Я отвечал, что мой отец безземельный крестьянин, деревенский столяр, и что стремление учиться и к писательству склонность были у меня с детства.
— Так! Так! Я читал вашу книгу: хорошо, очень хорошо! Вот это, где там у вас мужики в кабаке рукавицами хлопают, — это хорошо!
И Толстой стал говорить мне о мужиках.
Странно говорил он о них.
Говорил с такой любовью, как будто бы они были муравьями и ползали у него на ладони, а он рассматривал их, следил за их работой, беготней, как они двигают головками, шевелят усиками, думают, строят что-то, радовался и как бы приговаривал: «Я их очень люблю! Посмотрите, какие они умные, какие хорошие, как правильна их жизнь! Вот так и нужно жить, как они!»
Казалось, он не замечал, что смотрит на них свысока. Всю жизнь свою стремясь умалиться и опроститься, великан ума, вероятно, на весь человеческий род не мог смотреть иначе, как с высоты своего роста. Может быть, этот досадный рост был даже мучением и несчастьем его жизни: печи клал, землю пахал, а муравьем при всем желании так и не мог сделаться.
Насколько же легче и проще быть муравьем!
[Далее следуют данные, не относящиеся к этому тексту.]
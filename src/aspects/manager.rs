//! Per-owner aspect slots, tokens and experience.

use bevy::prelude::*;
use thiserror::Error;

use super::tree::{AspectReward, AspectTree};

/// How many aspects an owner can equip at once.
pub const ASPECT_SLOTS: usize = 2;

#[derive(Debug, Error, PartialEq)]
pub enum AspectError {
    #[error("Aspect '{0}' is already equipped")]
    Duplicate(String),
    #[error("No free aspect slot for '{0}'")]
    SlotsFull(String),
    #[error("Aspect '{0}' is not equipped")]
    NotEquipped(String),
    #[error("Node {node} of '{aspect}' cannot be unlocked")]
    NodeUnavailable { aspect: String, node: usize },
    #[error("No aspect tokens left")]
    NoTokens,
}

/// Equipped aspect trees and the tokens spent to unlock their nodes.
#[derive(Component, Debug, Default, Clone)]
pub struct AspectsManager {
    equipped: [Option<AspectTree>; ASPECT_SLOTS],
    pub tokens: u32,
}

impl AspectsManager {
    /// Equip a fresh copy of `tree` in the first free slot.
    pub fn equip(&mut self, tree: &AspectTree) -> Result<usize, AspectError> {
        if self.equipped_tree(&tree.name).is_some() {
            return Err(AspectError::Duplicate(tree.name.clone()));
        }

        let slot = self
            .equipped
            .iter()
            .position(Option::is_none)
            .ok_or_else(|| AspectError::SlotsFull(tree.name.clone()))?;
        self.equipped[slot] = Some(tree.instantiate());
        Ok(slot)
    }

    pub fn equipped(&self) -> impl Iterator<Item = &AspectTree> {
        self.equipped.iter().flatten()
    }

    pub fn equipped_tree(&self, name: &str) -> Option<&AspectTree> {
        self.equipped().find(|tree| tree.name == name)
    }

    pub fn has_free_slot(&self) -> bool {
        self.equipped.iter().any(Option::is_none)
    }

    /// Trees from `all` that are not equipped yet.
    pub fn available_unequipped<'a>(&self, all: &'a [AspectTree]) -> Vec<&'a AspectTree> {
        all.iter()
            .filter(|tree| self.equipped_tree(&tree.name).is_none())
            .collect()
    }

    /// True only when every slot holds a completed tree.
    pub fn all_equipped_completed(&self) -> bool {
        self.equipped
            .iter()
            .all(|slot| slot.as_ref().is_some_and(AspectTree::is_completed))
    }

    /// Whether a token could be spent on anything right now.
    pub fn has_choices(&self, all: &[AspectTree]) -> bool {
        if self.tokens == 0 {
            return false;
        }
        let can_equip = self.has_free_slot() && !self.available_unequipped(all).is_empty();
        let can_unlock = self.equipped().any(|tree| {
            tree.next_unapplied()
                .into_iter()
                .any(|node| tree.can_choose(node))
        });
        can_equip || can_unlock
    }

    /// Every (aspect, node) a token could be spent on, equipped aspects first.
    /// Unequipped aspects offer their root while a slot is free.
    pub fn choices(&self, all: &[AspectTree]) -> Vec<(String, usize)> {
        let mut choices: Vec<(String, usize)> = self
            .equipped()
            .flat_map(|tree| {
                tree.next_unapplied()
                    .into_iter()
                    .filter(|node| tree.can_choose(*node))
                    .map(|node| (tree.name.clone(), node))
            })
            .collect();

        if self.has_free_slot() {
            for tree in self.available_unequipped(all) {
                if let Some(root) = tree.root() {
                    choices.push((tree.name.clone(), root));
                }
            }
        }
        choices
    }

    /// Spend a token on `node` of an equipped aspect and return its reward.
    pub fn unlock(&mut self, aspect: &str, node: usize) -> Result<AspectReward, AspectError> {
        if self.tokens == 0 {
            return Err(AspectError::NoTokens);
        }

        let tree = self
            .equipped
            .iter_mut()
            .flatten()
            .find(|tree| tree.name == aspect)
            .ok_or_else(|| AspectError::NotEquipped(aspect.to_string()))?;

        if !tree.next_unapplied().contains(&node) || !tree.can_choose(node) {
            return Err(AspectError::NodeUnavailable {
                aspect: aspect.to_string(),
                node,
            });
        }

        let chosen = &mut tree.nodes[node];
        chosen.applied = true;
        self.tokens -= 1;
        Ok(chosen.reward.clone())
    }
}

/// Experience and level of an entity that gains exp from kills.
#[derive(Component, Debug, Clone)]
pub struct LevelSystem {
    pub level: u32,
    pub current_exp: u32,
    pub max_exp: u32,
}

impl Default for LevelSystem {
    fn default() -> Self {
        Self {
            level: 1,
            current_exp: 0,
            max_exp: Self::max_exp_for(1),
        }
    }
}

impl LevelSystem {
    const BASE_MAX_EXP: u32 = 10;
    const LINEAR_GROWTH: u32 = 10;
    const EXPONENTIAL_GROWTH: f32 = 1.2;

    /// Exp needed to finish `level`.
    pub fn max_exp_for(level: u32) -> u32 {
        let level = level.max(1);
        let linear = Self::LINEAR_GROWTH * (level - 1);
        let exponential = if level > 1 {
            Self::EXPONENTIAL_GROWTH.powi(level as i32 - 1).floor() as u32
        } else {
            0
        };
        Self::BASE_MAX_EXP + linear + exponential
    }

    /// Add exp, levelling up as many times as it overflows.
    /// Returns the levels reached, in order.
    pub fn add_exp(&mut self, amount: u32) -> Vec<u32> {
        self.current_exp += amount;

        let mut reached = Vec::new();
        while self.current_exp >= self.max_exp {
            self.current_exp -= self.max_exp;
            reached.push(self.level_up());
        }
        reached
    }

    /// Gain a level outright, keeping the current exp.
    pub fn level_up(&mut self) -> u32 {
        self.level += 1;
        self.max_exp = Self::max_exp_for(self.level);
        self.level
    }
}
Мне показалось даже, что от Толстого так и ускользнуло в мужике что-то главное, самое интересное, что ему хотелось рассмотреть, но так и не довелось.
Мне думалось, что мужики все-таки лучше знали друг друга, чем знает их Толстой. Я удивился, как он не может знать о них чего-то самого простого, обыкновенного, что знают все обыкновенные люди.
Казалось, что Толстой не видал мужиков по крайней мере лет сорок, и уже неизвестно ему было, о чем они думают.
Мужика он неизменно представлял себе пашущим землю. О том же, что мужики давно хотят быть не только мужиками, но еще и людьми, что надоело быть трудолюбивыми муравьями, божьими пчелками, то есть работать на кого-то неработающего, и тысячу лет попусту хлопать в рукавицы; что там, в многомиллионном их улье, происходит какое-то необыкновенное движение, которое скоро — это и тогда чувствовалось — может разрешиться величайшим потрясением, об этом Толстой как будто не то что не знал, но был твердо убежден, что ничему этому быть не следует.
Когда в маленькой реплике у меня сорвалось выражение «о близости революции», то Толстой с болью на лице и в голосе прервал меня словами: «Не надо желать революции», и тотчас же стал развивать свои дальнейшие мысли.